▶ _Source material_
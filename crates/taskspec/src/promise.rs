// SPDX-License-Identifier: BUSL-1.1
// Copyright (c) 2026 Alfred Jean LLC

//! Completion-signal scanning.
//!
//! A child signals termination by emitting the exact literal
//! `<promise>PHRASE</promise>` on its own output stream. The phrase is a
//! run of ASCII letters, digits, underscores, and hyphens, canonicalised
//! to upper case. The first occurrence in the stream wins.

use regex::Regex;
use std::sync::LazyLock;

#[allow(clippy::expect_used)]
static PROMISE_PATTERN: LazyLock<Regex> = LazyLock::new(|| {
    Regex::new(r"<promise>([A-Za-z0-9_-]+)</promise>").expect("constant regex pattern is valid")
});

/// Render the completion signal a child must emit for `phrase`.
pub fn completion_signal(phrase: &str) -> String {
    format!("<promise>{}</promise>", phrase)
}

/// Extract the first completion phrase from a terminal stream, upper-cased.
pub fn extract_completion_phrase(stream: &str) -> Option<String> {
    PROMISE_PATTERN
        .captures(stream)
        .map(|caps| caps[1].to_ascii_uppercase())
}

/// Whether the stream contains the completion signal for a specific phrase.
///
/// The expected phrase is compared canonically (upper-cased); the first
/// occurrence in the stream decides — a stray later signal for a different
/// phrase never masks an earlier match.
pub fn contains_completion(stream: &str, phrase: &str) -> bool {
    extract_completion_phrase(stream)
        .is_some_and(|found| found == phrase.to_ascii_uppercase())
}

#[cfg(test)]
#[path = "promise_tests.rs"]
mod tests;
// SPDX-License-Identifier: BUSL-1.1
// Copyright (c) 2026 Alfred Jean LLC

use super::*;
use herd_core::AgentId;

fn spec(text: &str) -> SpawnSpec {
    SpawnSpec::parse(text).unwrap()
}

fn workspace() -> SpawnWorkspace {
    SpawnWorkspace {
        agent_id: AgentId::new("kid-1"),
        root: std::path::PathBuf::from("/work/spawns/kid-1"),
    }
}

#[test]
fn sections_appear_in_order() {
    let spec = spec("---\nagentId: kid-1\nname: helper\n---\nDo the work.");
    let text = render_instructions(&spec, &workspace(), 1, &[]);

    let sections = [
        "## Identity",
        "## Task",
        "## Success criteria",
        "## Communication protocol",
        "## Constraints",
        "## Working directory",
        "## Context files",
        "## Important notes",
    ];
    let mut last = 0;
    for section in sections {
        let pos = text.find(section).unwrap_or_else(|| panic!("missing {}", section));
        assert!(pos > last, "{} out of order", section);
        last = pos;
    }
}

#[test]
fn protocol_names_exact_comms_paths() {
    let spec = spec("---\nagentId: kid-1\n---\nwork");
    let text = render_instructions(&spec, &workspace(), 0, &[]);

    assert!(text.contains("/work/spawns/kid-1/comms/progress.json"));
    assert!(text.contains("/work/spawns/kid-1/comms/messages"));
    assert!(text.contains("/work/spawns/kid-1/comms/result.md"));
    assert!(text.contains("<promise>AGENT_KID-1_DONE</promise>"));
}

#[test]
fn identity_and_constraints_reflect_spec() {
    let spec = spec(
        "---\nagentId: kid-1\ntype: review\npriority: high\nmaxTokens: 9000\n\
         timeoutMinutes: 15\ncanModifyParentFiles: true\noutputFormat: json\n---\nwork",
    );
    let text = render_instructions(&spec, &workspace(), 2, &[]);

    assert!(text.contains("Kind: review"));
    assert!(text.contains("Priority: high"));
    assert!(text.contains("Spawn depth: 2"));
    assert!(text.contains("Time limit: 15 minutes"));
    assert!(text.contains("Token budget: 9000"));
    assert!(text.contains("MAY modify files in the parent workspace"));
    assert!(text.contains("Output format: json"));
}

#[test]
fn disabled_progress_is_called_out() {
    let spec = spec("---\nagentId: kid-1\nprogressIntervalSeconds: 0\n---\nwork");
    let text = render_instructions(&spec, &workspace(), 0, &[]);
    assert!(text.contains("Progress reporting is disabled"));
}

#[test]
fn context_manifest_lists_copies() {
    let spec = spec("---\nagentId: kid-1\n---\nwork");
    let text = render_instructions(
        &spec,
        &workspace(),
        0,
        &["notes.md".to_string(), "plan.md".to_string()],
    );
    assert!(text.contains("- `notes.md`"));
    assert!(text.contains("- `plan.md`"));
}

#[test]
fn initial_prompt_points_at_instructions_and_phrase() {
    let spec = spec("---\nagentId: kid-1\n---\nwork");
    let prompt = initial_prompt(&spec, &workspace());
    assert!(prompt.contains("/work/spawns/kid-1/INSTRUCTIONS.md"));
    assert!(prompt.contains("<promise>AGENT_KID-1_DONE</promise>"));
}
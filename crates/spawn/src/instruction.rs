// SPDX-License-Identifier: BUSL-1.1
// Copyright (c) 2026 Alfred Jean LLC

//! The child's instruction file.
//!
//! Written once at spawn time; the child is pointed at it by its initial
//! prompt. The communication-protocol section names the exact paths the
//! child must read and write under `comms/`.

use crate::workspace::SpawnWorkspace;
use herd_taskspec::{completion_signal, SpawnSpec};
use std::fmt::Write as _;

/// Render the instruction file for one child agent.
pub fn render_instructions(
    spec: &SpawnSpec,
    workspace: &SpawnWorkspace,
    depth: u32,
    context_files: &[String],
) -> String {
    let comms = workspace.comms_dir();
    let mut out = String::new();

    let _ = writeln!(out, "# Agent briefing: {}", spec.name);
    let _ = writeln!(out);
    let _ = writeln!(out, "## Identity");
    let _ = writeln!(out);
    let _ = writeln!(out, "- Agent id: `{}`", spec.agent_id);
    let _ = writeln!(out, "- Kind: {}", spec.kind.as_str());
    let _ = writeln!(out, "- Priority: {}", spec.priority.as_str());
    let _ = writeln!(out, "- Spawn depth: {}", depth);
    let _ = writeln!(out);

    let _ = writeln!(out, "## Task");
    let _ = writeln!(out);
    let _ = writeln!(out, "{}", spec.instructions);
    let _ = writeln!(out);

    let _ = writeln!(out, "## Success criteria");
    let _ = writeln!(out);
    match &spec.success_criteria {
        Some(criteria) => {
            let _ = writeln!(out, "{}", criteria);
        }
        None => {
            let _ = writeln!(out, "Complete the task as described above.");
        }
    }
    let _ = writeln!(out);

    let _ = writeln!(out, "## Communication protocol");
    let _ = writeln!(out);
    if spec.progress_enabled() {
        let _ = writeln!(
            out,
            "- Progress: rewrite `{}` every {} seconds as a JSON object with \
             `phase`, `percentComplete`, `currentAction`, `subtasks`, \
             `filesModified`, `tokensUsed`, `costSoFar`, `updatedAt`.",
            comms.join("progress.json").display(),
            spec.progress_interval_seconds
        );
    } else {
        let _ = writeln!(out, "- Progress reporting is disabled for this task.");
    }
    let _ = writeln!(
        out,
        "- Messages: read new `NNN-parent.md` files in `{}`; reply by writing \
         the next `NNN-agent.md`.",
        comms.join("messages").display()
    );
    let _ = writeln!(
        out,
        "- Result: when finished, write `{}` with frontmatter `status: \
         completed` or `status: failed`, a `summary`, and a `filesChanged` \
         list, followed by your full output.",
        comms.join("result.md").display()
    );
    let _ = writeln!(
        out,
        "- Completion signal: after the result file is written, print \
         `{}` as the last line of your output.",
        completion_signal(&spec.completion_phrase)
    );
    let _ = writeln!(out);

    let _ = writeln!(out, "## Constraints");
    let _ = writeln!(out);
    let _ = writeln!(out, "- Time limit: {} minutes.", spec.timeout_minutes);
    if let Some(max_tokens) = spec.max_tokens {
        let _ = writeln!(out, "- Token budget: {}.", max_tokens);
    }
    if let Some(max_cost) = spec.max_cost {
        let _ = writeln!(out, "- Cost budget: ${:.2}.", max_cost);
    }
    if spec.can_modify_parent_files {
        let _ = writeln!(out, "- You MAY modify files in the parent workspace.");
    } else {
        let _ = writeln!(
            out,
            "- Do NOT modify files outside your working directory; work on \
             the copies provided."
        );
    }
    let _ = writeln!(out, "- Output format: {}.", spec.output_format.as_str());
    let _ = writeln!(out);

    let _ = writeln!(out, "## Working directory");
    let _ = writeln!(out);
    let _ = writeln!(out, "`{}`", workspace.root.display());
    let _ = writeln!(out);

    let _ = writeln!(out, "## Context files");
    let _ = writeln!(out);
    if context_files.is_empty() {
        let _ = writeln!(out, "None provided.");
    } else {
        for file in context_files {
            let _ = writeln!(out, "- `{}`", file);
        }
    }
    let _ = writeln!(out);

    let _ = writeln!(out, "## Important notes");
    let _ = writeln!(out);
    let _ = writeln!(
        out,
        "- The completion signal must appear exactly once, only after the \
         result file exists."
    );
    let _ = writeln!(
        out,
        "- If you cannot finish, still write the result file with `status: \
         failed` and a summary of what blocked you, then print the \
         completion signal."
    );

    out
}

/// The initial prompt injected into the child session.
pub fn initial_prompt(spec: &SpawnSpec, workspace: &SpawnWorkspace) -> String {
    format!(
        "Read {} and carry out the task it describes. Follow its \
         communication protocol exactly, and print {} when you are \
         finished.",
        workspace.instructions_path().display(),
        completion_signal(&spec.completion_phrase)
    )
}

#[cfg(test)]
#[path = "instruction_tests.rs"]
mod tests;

▶ _Problem description_
Return all lines in the data that include the word "exactly".

▶ _Output below_
        "- The completion signal must appear exactly once, only after the \
         communication protocol exactly, and print {} when you are \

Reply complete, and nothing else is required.